Fünfhunderteinundachtzigtausend Euro. So viel kostet eine neue Brücke über die Rhume, von Damm zu Damm. Zu viel für Rat und Verwaltung. Statt die bisherige, alte Holzbrücke zu ersetzen, ist das marode Bauwerk seit Anfang Februar gesperrt. Zuvor gab es Streit im Rat, der dem Rathaus einen Sparzwang vor die Tür legte. Die Verwaltung machte daraufhin kurzen Prozess. Erst wollte sie die Erneuerung ganz streichen, jetzt sucht sie nach einem Weg, doch noch Geld aufzutreiben. Zur Sitzung des Ausschusses für Stadtentwicklung, Klimaschutz und Mobilität am kommenden Dienstag will sie einen ersten Vorschlag machen. Und das steht drin.
Wer soll das bezahlen, wer hat soviel Geld?
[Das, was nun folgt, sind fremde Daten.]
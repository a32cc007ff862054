//! Infrastructure layer: ledger store implementations.
//!
//! The engine in `bahikhata-accounting` is storage-agnostic; this crate
//! provides the concrete [`store::InMemoryLedgerStore`] used by tests, dev
//! setups and the benchmarks. A database-backed store implements the same
//! `LedgerStore` trait.

pub mod store;

pub use store::InMemoryLedgerStore;

#[cfg(test)]
mod integration_tests;
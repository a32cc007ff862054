//! Domain error model for the foundation types.

use thiserror::Error;

/// Result type used across the domain layer.
pub type DomainResult<T> = Result<T, DomainError>;

/// Domain-level error for foundation primitives.
///
/// Keep this focused on deterministic validation failures; module-specific
/// taxonomies (chart, journal) live in the accounting crate.
#[derive(Debug, Error, Clone, PartialEq, Eq)]
pub enum DomainError {
    /// A value failed validation (e.g. malformed input).
    #[error("validation failed: {0}")]
    Validation(String),

    /// Minor-unit arithmetic overflowed `i64`.
    #[error("amount overflow")]
    AmountOverflow,
}

impl DomainError {
    pub fn validation(msg: impl Into<String>) -> Self {
        Self::Validation(msg.into())
    }
}
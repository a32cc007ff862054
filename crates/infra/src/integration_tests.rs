//! Integration tests for the ledger engine over the in-memory store.
//!
//! Exercises the full path: chart of accounts -> draft -> post -> reports,
//! including atomicity under failure and serializability under concurrent
//! postings.

#[cfg(test)]
mod tests {
    use std::sync::Arc;
    use std::thread;

    use chrono::NaiveDate;

    use bahikhata_accounting::{
        AccountType, ChartOfAccounts, DateRange, EntryStatus, JournalEngine, JournalLine,
        LedgerError, LedgerStore, NewAccount, NewEntry,
    };
    use bahikhata_core::{AccountCode, EntryNumber, Money};

    use crate::store::InMemoryLedgerStore;

    type Chart = ChartOfAccounts<Arc<InMemoryLedgerStore>>;
    type Engine = JournalEngine<Arc<InMemoryLedgerStore>>;

    fn code(s: &str) -> AccountCode {
        AccountCode::new(s).unwrap()
    }

    fn number(s: &str) -> EntryNumber {
        EntryNumber::new(s).unwrap()
    }

    fn date(s: &str) -> NaiveDate {
        s.parse().unwrap()
    }

    fn setup() -> (Arc<InMemoryLedgerStore>, Chart, Engine) {
        let store = Arc::new(InMemoryLedgerStore::new());
        (
            store.clone(),
            ChartOfAccounts::new(store.clone()),
            JournalEngine::new(store),
        )
    }

    fn create_account(chart: &Chart, c: &str, account_type: AccountType, opening: i64) {
        chart
            .create_account(NewAccount {
                code: code(c),
                name: c.to_string(),
                account_type,
                parent_code: None,
                opening_balance: Money::from_minor(opening),
                description: None,
            })
            .unwrap();
    }

    fn post_entry(engine: &Engine, n: &str, d: &str, lines: Vec<JournalLine>) {
        engine
            .create_draft(NewEntry {
                entry_number: number(n),
                date: date(d),
                description: format!("entry {n}"),
                lines,
            })
            .unwrap();
        engine.post(&number(n)).unwrap();
    }

    fn balance(store: &InMemoryLedgerStore, c: &str) -> i64 {
        store
            .load_account(&code(c))
            .unwrap()
            .unwrap()
            .current_balance
            .minor()
    }

    #[test]
    fn sale_posting_and_reversal_round_trip() {
        let (store, chart, engine) = setup();
        create_account(&chart, "1111", AccountType::Asset, 50_000);
        create_account(&chart, "4101", AccountType::Revenue, 0);

        post_entry(
            &engine,
            "JV-1",
            "2024-04-01",
            vec![
                JournalLine::debit(code("1111"), Money::from_minor(1_000)),
                JournalLine::credit(code("4101"), Money::from_minor(1_000)),
            ],
        );
        assert_eq!(balance(&store, "1111"), 51_000);
        assert_eq!(balance(&store, "4101"), 1_000);

        let reversing = engine.reverse(&number("JV-1")).unwrap();
        assert_eq!(reversing.status, EntryStatus::Posted);
        assert_eq!(balance(&store, "1111"), 50_000);
        assert_eq!(balance(&store, "4101"), 0);
        assert_eq!(
            engine.get_entry(&number("JV-1")).unwrap().status,
            EntryStatus::Reversed
        );
    }

    #[test]
    fn trial_balance_columns_agree_after_arbitrary_postings() {
        let (_, chart, engine) = setup();
        create_account(&chart, "1111", AccountType::Asset, 0);
        create_account(&chart, "2101", AccountType::Liability, 0);
        create_account(&chart, "3101", AccountType::Equity, 0);
        create_account(&chart, "4101", AccountType::Revenue, 0);
        create_account(&chart, "5101", AccountType::Expense, 0);

        // Seed capital, a sale, and an expense.
        post_entry(
            &engine,
            "JV-1",
            "2024-04-01",
            vec![
                JournalLine::debit(code("1111"), Money::from_minor(100_000)),
                JournalLine::credit(code("3101"), Money::from_minor(100_000)),
            ],
        );
        post_entry(
            &engine,
            "JV-2",
            "2024-04-10",
            vec![
                JournalLine::debit(code("1111"), Money::from_minor(25_000)),
                JournalLine::credit(code("4101"), Money::from_minor(25_000)),
            ],
        );
        post_entry(
            &engine,
            "JV-3",
            "2024-04-20",
            vec![
                JournalLine::debit(code("5101"), Money::from_minor(7_000)),
                JournalLine::credit(code("2101"), Money::from_minor(7_000)),
            ],
        );

        let rows = engine.get_trial_balance(None).unwrap();
        let total_debit: i128 = rows.iter().map(|r| r.debit).sum();
        let total_credit: i128 = rows.iter().map(|r| r.credit).sum();
        assert_eq!(total_debit, total_credit);
        assert_eq!(total_debit, 132_000);
    }

    #[test]
    fn trial_balance_as_of_replays_history() {
        let (_, chart, engine) = setup();
        create_account(&chart, "1111", AccountType::Asset, 10_000);
        create_account(&chart, "4101", AccountType::Revenue, 0);

        post_entry(
            &engine,
            "JV-1",
            "2024-04-05",
            vec![
                JournalLine::debit(code("1111"), Money::from_minor(2_000)),
                JournalLine::credit(code("4101"), Money::from_minor(2_000)),
            ],
        );
        post_entry(
            &engine,
            "JV-2",
            "2024-05-05",
            vec![
                JournalLine::debit(code("1111"), Money::from_minor(3_000)),
                JournalLine::credit(code("4101"), Money::from_minor(3_000)),
            ],
        );

        let find = |rows: &[bahikhata_accounting::TrialBalanceRow], c: &str| -> i64 {
            rows.iter()
                .find(|r| r.account_code.as_str() == c)
                .map(|r| r.debit.minor() - r.credit.minor())
                .unwrap()
        };

        let april = engine.get_trial_balance(Some(date("2024-04-30"))).unwrap();
        assert_eq!(find(&april, "1111"), 12_000);
        assert_eq!(find(&april, "4101"), -2_000);

        let may = engine.get_trial_balance(Some(date("2024-05-31"))).unwrap();
        assert_eq!(find(&may, "1111"), 15_000);
    }

    #[test]
    fn statement_orders_lines_and_tracks_running_balance() {
        let (_, chart, engine) = setup();
        create_account(&chart, "1111", AccountType::Asset, 5_000);
        create_account(&chart, "4101", AccountType::Revenue, 0);

        // Posted out of date order on purpose.
        post_entry(
            &engine,
            "JV-2",
            "2024-04-15",
            vec![
                JournalLine::debit(code("1111"), Money::from_minor(400)),
                JournalLine::credit(code("4101"), Money::from_minor(400)),
            ],
        );
        post_entry(
            &engine,
            "JV-1",
            "2024-04-10",
            vec![
                JournalLine::debit(code("1111"), Money::from_minor(300)),
                JournalLine::credit(code("4101"), Money::from_minor(300)),
            ],
        );
        post_entry(
            &engine,
            "JV-3",
            "2024-03-01",
            vec![
                JournalLine::debit(code("1111"), Money::from_minor(100)),
                JournalLine::credit(code("4101"), Money::from_minor(100)),
            ],
        );

        let statement = engine
            .get_account_statement(
                &code("1111"),
                DateRange {
                    from: Some(date("2024-04-01")),
                    to: Some(date("2024-04-30")),
                },
            )
            .unwrap();

        // March activity folds into the range's opening balance.
        assert_eq!(statement.opening_balance, Money::from_minor(5_100));
        let numbers: Vec<&str> = statement
            .lines
            .iter()
            .map(|l| l.entry_number.as_str())
            .collect();
        assert_eq!(numbers, vec!["JV-1", "JV-2"]);
        assert_eq!(statement.lines[0].running_balance, Money::from_minor(5_400));
        assert_eq!(statement.lines[1].running_balance, Money::from_minor(5_800));
        assert_eq!(statement.closing_balance, Money::from_minor(5_800));
    }

    #[test]
    fn concurrent_postings_on_shared_accounts_lose_no_updates() {
        let (store, chart, engine) = setup();
        create_account(&chart, "1111", AccountType::Asset, 0);
        create_account(&chart, "4101", AccountType::Revenue, 0);

        let threads = 8;
        let per_thread = 25;
        for t in 0..threads {
            for i in 0..per_thread {
                engine
                    .create_draft(NewEntry {
                        entry_number: number(&format!("JV-{t}-{i}")),
                        date: date("2024-04-01"),
                        description: String::new(),
                        lines: vec![
                            JournalLine::debit(code("1111"), Money::from_minor(10)),
                            JournalLine::credit(code("4101"), Money::from_minor(10)),
                        ],
                    })
                    .unwrap();
            }
        }

        let engine = Arc::new(engine);
        let handles: Vec<_> = (0..threads)
            .map(|t| {
                let engine = engine.clone();
                thread::spawn(move || {
                    for i in 0..per_thread {
                        engine.post(&number(&format!("JV-{t}-{i}"))).unwrap();
                    }
                })
            })
            .collect();
        for handle in handles {
            handle.join().unwrap();
        }

        let expected = (threads * per_thread * 10) as i64;
        assert_eq!(balance(&store, "1111"), expected);
        assert_eq!(balance(&store, "4101"), expected);
    }

    #[test]
    fn concurrent_double_post_applies_exactly_once() {
        let (store, chart, engine) = setup();
        create_account(&chart, "1111", AccountType::Asset, 0);
        create_account(&chart, "4101", AccountType::Revenue, 0);

        engine
            .create_draft(NewEntry {
                entry_number: number("JV-1"),
                date: date("2024-04-01"),
                description: String::new(),
                lines: vec![
                    JournalLine::debit(code("1111"), Money::from_minor(500)),
                    JournalLine::credit(code("4101"), Money::from_minor(500)),
                ],
            })
            .unwrap();

        let engine = Arc::new(engine);
        let handles: Vec<_> = (0..2)
            .map(|_| {
                let engine = engine.clone();
                thread::spawn(move || engine.post(&number("JV-1")))
            })
            .collect();
        let results: Vec<_> = handles.into_iter().map(|h| h.join().unwrap()).collect();

        let successes = results.iter().filter(|r| r.is_ok()).count();
        assert_eq!(successes, 1);
        assert!(results
            .iter()
            .any(|r| matches!(r, Err(LedgerError::AlreadyPosted(_)))));
        assert_eq!(balance(&store, "1111"), 500);
    }

    #[test]
    fn reports_over_reversed_entries_stay_consistent() {
        let (_, chart, engine) = setup();
        create_account(&chart, "1111", AccountType::Asset, 0);
        create_account(&chart, "4101", AccountType::Revenue, 0);

        post_entry(
            &engine,
            "JV-1",
            "2024-04-01",
            vec![
                JournalLine::debit(code("1111"), Money::from_minor(900)),
                JournalLine::credit(code("4101"), Money::from_minor(900)),
            ],
        );
        engine.reverse(&number("JV-1")).unwrap();

        let rows = engine.get_trial_balance(None).unwrap();
        let total_debit: i128 = rows.iter().map(|r| r.debit).sum();
        let total_credit: i128 = rows.iter().map(|r| r.credit).sum();
        assert_eq!(total_debit, 0);
        assert_eq!(total_credit, 0);

        // The statement shows both the original and the reversing line.
        let statement = engine
            .get_account_statement(&code("1111"), DateRange::default())
            .unwrap();
        assert_eq!(statement.lines.len(), 2);
        assert_eq!(statement.closing_balance, Money::ZERO);
    }
}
Der Ausschuss am kommenden Dienstag ist der erste von insgesamt drei politischen Gremien, die erst empfehlen und dann entscheiden sollen. Am 20. März wird der Verwaltungsausschuss seine Meinung äußern, am 27. April dann der Rat eine endgültige Entscheidung treffen. Das hatte er auch in der ersten Februarwoche schon getan. Dort hatte die Stadtverwaltung nämlich vorgeschlagen, um die Kosten im Doppelhaushalt „wie von der Politik gefordert“, so Bürgermeister Simon Hartmann, den schon einmal verschobene Brückenaustausch gänzlich zu streichen. „Das haben wir wohl falsch kommuniziert“, sagte Hartmann im Anschluss bei einer Begehung. Zwischen den Zeilen stellte sich aber auch heraus: Die Stadt wollte eine klare Linie ziehen, den Rat in die Schranken weisen und Konsequenzen aufzeigen. Gelungen ist ihr das alles allerdings nicht. Im Gegenteil.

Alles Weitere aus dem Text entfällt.